I would use green board. [ water proof] .


----------



## Checkers (Jun 25, 2010)

Sub floor or spray foam in a can works great too.


----------



## ProBoarders (Feb 22, 2011)

Green board is smart never thought of that. How do you get it to stay to the wall though? You can't screw into the wall can you?


----------



## SlimPickins (Aug 10, 2010)

ProBoarders said:


> Green board is smart never thought of that. How do you get it to stay to the wall though? You can't screw into the wall can you?


Not without pre-drilling. But, you can use fluted masonry nails to hold it up while the glue sets:thumbsup:


----------



## Axecutioner-B (May 3, 2010)

I've had to do this twice recently. We mixed up pans of 20 minute & spread (approx.) 4" X 4" patches of it all over the block & then placed the drywall in place & smacked it about 100 times to get nice flush placement. Came back 3 days later & it was very solid, then we taped & textured. The other way would've been to use furring strips with cut nails & then just screw the board in place. The customer didn't want to lose another inch of space in the room so he wanted it mounted directly on the block.

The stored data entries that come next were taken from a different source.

//! Hummingbot API endpoint vocabulary.
//!
//! Paths are relative to the configured base URL. Executor lifecycle
//! endpoints are the core surface; controller/bot endpoints share the
//! same transport and auth.

/// Create an executor (POST).
pub const EXECUTORS: &str = "/api/v1/executors";
/// Enumerate executors with filters (GET).
pub const EXECUTORS_SEARCH: &str = "/api/v1/executors/search";
/// Summary of positions held by executors (GET).
pub const POSITIONS_SUMMARY: &str = "/api/v1/executors/positions/summary";
/// List controllers (GET).
pub const CONTROLLERS: &str = "/api/v1/controllers";
/// List controller configs (GET).
pub const CONTROLLER_CONFIGS: &str = "/api/v1/controller-configs";
/// Deploy a bot from controller configs (POST).
pub const BOTS_DEPLOY: &str = "/api/v1/bots/deploy";
/// List accounts (GET); used as the connection sanity check.
pub const ACCOUNTS: &str = "/api/v1/accounts";

/// Fetch one executor's current state (GET).
pub fn executor(id: &str) -> String {
    format!("{EXECUTORS}/{id}")
}

/// Stop an executor, optionally keeping its position (POST).
pub fn executor_stop(id: &str) -> String {
    format!("{EXECUTORS}/{id}/stop")
}

/// Held-position bookkeeping for one market (GET to fetch, DELETE to clear).
pub fn position(connector: &str, trading_pair: &str) -> String {
    format!("{EXECUTORS}/positions/{connector}/{trading_pair}")
}

/// Stop a deployed bot (POST).
pub fn bot_stop(name: &str) -> String {
    format!("/api/v1/bots/{name}/stop")
}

Disclaimer: Mind you I'm in Phoenix Arizona & we don't have the same moisture issues that alot of you guys would.
________
ALLforYOU


----------



## Bill from Indy (Apr 26, 2010)

i personally use dsa and tapcons...not too many....4-8/sheet as/if needed...ive also used loktite powergrab too


----------



## 1drywaller (Mar 24, 2011)

Above grade I use construction adhesive and Tapcons. I use a T made from 2x4 to hold sheet in place (or just a lifter for the bottom panel) while I predrill and screw. Below grade I use furring strips to keep the panels off the wall. Southwestern Ontario can be unbelievably humid and that can make things worse. I've seen surface mold on panels placed directly over concrete.
I wonder if green board would really have any benefit, it is my understanding that the "moisture resistant" properties are contained in the green, face side of the panel and do not extend to the common back paper.
Anyone know if this is true?


----------



## SaskMud (Jun 9, 2010)

Strap it using 1 inch pieces of wood or even metal framing use tapcons on the wood or metal straping and then glue and screw ....


----------



## Scottish Drywaller (Mar 9, 2010)

We do it with any bonding plaster and we call it " dot & dab ". An 8x4 sheet of gyproc gets 4 rows of 6 dot's and a solid dot along the ground to give you a fixing for the skirting.


----------



## rhardman (Jul 7, 2009)

I had a remodel one time where they were concerned about moisture. By coincidence, they had some old tile adhesive laying around so I skimmed the back side of the rock (and the edge along the floor), glued it to the wall (after it was dry of course) and it held up fine. I used sheetrock glue (for adhering to studs) to anchor it.


:thumbup:


----------